In a review of 14 children with PTLD at Children's Hospital of Pittsburgh, upper airway obstruction was the most common symptom, presenting in nine cases. [1]Ten patients had febrile illness with dysphagia, odynophagia, and hypertrophy of the tissues of Waldeyer's ring. Associated findings included cervical adenopathy, sinusitis, and otitis media. The majority of these children underwent uneventful tonsillectomy or adenoidectomy and were discharged home. One patient had an intratracheal mass, presenting with biphasic stridor, and died after chemotherapy and radiation therapy. The other child had a paratracheal mass that presented with coughing episodes, underwent uneventful biopsy, and was doing well after a limited follow-up period.
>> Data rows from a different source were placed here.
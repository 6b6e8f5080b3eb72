//! In-memory Helm values tree
//!
//! Values are a recursive map of string keys to scalars, string lists or nested maps.
//! Paths use dotted notation (`options.catalogd.features.enabled`).
//!
//! Merging is deep for maps only: scalars and lists from a later source replace the
//! earlier value. Lists in chart values are position sensitive, so they are never
//! concatenated.

use std::path::Path;

use serde_yaml::{Mapping, Value};

use crate::assets::AssetStore;
use crate::error::{Error, Result};

pub const CATALOGD_FEATURES_ENABLED: &str = "options.catalogd.features.enabled";
pub const CATALOGD_FEATURES_DISABLED: &str = "options.catalogd.features.disabled";
pub const OPERATOR_CONTROLLER_FEATURES_ENABLED: &str = "options.operatorController.features.enabled";
pub const OPERATOR_CONTROLLER_FEATURES_DISABLED: &str =
    "options.operatorController.features.disabled";

pub const CATALOGD_IMAGE_PATH: &str = "options.catalogd.deployment.image";
pub const OPERATOR_CONTROLLER_IMAGE_PATH: &str = "options.operatorController.deployment.image";
pub const KUBE_RBAC_PROXY_IMAGE_PATH: &str = "options.kubeRbacProxy.image";

/// Every feature list path written by the feature gate mapper
pub const FEATURE_LIST_PATHS: [&str; 4] = [
    CATALOGD_FEATURES_ENABLED,
    CATALOGD_FEATURES_DISABLED,
    OPERATOR_CONTROLLER_FEATURES_ENABLED,
    OPERATOR_CONTROLLER_FEATURES_DISABLED,
];

/// Mutable Helm values tree
#[derive(Clone, Debug, Default, PartialEq)]
pub struct HelmValues {
    root: Mapping,
}

impl HelmValues {
    pub fn new() -> Self {
        Self::default()
    }

    /// Parse a single YAML document; an empty document yields an empty tree
    pub fn from_yaml_str(source: &str) -> Result<Self> {
        match serde_yaml::from_str::<Value>(source)? {
            Value::Null => Ok(Self::new()),
            Value::Mapping(root) => Ok(Self { root }),
            other => Err(Error::ConfigError(format!(
                "helm values must be a map, got {}",
                kind_of(&other)
            ))),
        }
    }

    /// Parse each file as YAML and deep-merge them in order
    pub fn load_from_files<P: AsRef<Path>>(paths: &[P]) -> Result<Self> {
        let mut values = Self::new();
        for path in paths {
            let path = path.as_ref();
            let source = std::fs::read_to_string(path).map_err(|e| Error::io(path, e))?;
            values.merge(Self::from_yaml_str(&source).map_err(|e| {
                Error::ConfigError(format!("values file {}: {e}", path.display()))
            })?);
        }
        Ok(values)
    }

    /// Same as [`HelmValues::load_from_files`] but reading from the asset store
    pub fn load_from_assets(assets: &AssetStore, paths: &[&str]) -> Result<Self> {
        let mut values = Self::new();
        for path in paths {
            let source = String::from_utf8_lossy(assets.read(path)?).into_owned();
            values.merge(
                Self::from_yaml_str(&source)
                    .map_err(|e| Error::ConfigError(format!("values file {path}: {e}")))?,
            );
        }
        Ok(values)
    }

    /// Deep-merge `other` on top of `self`
    pub fn merge(&mut self, other: HelmValues) {
        merge_mappings(&mut self.root, other.root);
    }

    pub fn get(&self, path: &str) -> Option<&Value> {
        let mut current = &self.root;
        let mut segments = path.split('.').peekable();
        while let Some(segment) = segments.next() {
            let value = current.get(segment)?;
            if segments.peek().is_none() {
                return Some(value);
            }
            current = value.as_mapping()?;
        }
        None
    }

    /// String list at `path`, empty when absent
    pub fn get_list(&self, path: &str) -> Vec<String> {
        self.get(path)
            .and_then(Value::as_sequence)
            .map(|seq| {
                seq.iter()
                    .filter_map(|v| v.as_str().map(str::to_string))
                    .collect()
            })
            .unwrap_or_default()
    }

    /// Overwrite the terminal key, creating intermediate maps as needed
    pub fn set_scalar(&mut self, path: &str, value: impl Into<Value>) -> Result<()> {
        let (parent, key) = self.parent_mut(path)?;
        parent.insert(Value::String(key), value.into());
        Ok(())
    }

    /// Replace the list at `path`
    pub fn set_list(&mut self, path: &str, values: Vec<String>) -> Result<()> {
        self.set_scalar(
            path,
            Value::Sequence(values.into_iter().map(Value::String).collect()),
        )
    }

    /// Insert `value` into the list at `path`, keeping it sorted and unique
    pub fn add_to_list(&mut self, path: &str, value: &str) -> Result<()> {
        let mut list = self.list_at(path)?;
        list.push(value.to_string());
        list.sort();
        list.dedup();
        self.set_list(path, list)
    }

    /// Remove `value` from the list at `path`; the list stays (possibly empty)
    pub fn remove_from_list(&mut self, path: &str, value: &str) -> Result<()> {
        if self.get(path).is_none() {
            return Ok(());
        }
        let mut list = self.list_at(path)?;
        list.retain(|v| v != value);
        self.set_list(path, list)
    }

    /// Whether either sub-component has a non-empty `enabled` feature list
    pub fn has_any_enabled_feature_gates(&self) -> bool {
        [CATALOGD_FEATURES_ENABLED, OPERATOR_CONTROLLER_FEATURES_ENABLED]
            .iter()
            .any(|path| !self.get_list(path).is_empty())
    }

    pub fn to_yaml(&self) -> Result<String> {
        Ok(serde_yaml::to_string(&self.root)?)
    }

    fn list_at(&self, path: &str) -> Result<Vec<String>> {
        match self.get(path) {
            None | Some(Value::Null) => Ok(Vec::new()),
            Some(Value::Sequence(seq)) => seq
                .iter()
                .map(|v| {
                    v.as_str().map(str::to_string).ok_or_else(|| {
                        Error::ConfigError(format!("{path} must only contain strings"))
                    })
                })
                .collect(),
            Some(other) => Err(Error::ConfigError(format!(
                "{path} is a {}, not a list",
                kind_of(other)
            ))),
        }
    }

    fn parent_mut(&mut self, path: &str) -> Result<(&mut Mapping, String)> {
        let segments: Vec<&str> = path.split('.').collect();
        if segments.iter().any(|s| s.is_empty()) {
            return Err(Error::ConfigError(format!("invalid values path {path:?}")));
        }
        let (last, parents) = segments
            .split_last()
            .ok_or_else(|| Error::ConfigError("empty values path".to_string()))?;

        let mut current = &mut self.root;
        for segment in parents {
            let key = Value::String((*segment).to_string());
            let entry = current
                .entry(key)
                .or_insert_with(|| Value::Mapping(Mapping::new()));
            if entry.is_null() {
                *entry = Value::Mapping(Mapping::new());
            }
            current = match entry {
                Value::Mapping(m) => m,
                other => {
                    return Err(Error::ConfigError(format!(
                        "{path}: {segment} is a {}, not a map",
                        kind_of(other)
                    )))
                }
            };
        }
        Ok((current, (*last).to_string()))
    }
}

fn merge_mappings(base: &mut Mapping, overlay: Mapping) {
    for (key, value) in overlay {
        match (base.get_mut(&key), value) {
            (Some(Value::Mapping(existing)), Value::Mapping(incoming)) => {
                merge_mappings(existing, incoming);
            }
            (_, value) => {
                base.insert(key, value);
            }
        }
    }
}

fn kind_of(value: &Value) -> &'static str {
    match value {
        Value::Null => "null",
        Value::Bool(_) => "bool",
        Value::Number(_) => "number",
        Value::String(_) => "string",
        Value::Sequence(_) => "list",
        Value::Mapping(_) => "map",
        Value::Tagged(_) => "tagged value",
    }
}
We report a case of PTLD with isolated involvement of the glottic and supraglottic structures. Children with this manifestation of PTLD may be misdiagnosed as having laryngomalacia, tracheomalacia, tonsillar and adenoidal hypertrophy, or other disorders and may develop complete airway obstruction when given anesthetic or sedative-hypnotic drugs. An accurate diagnosis of this lesion before induction of anesthesia is important.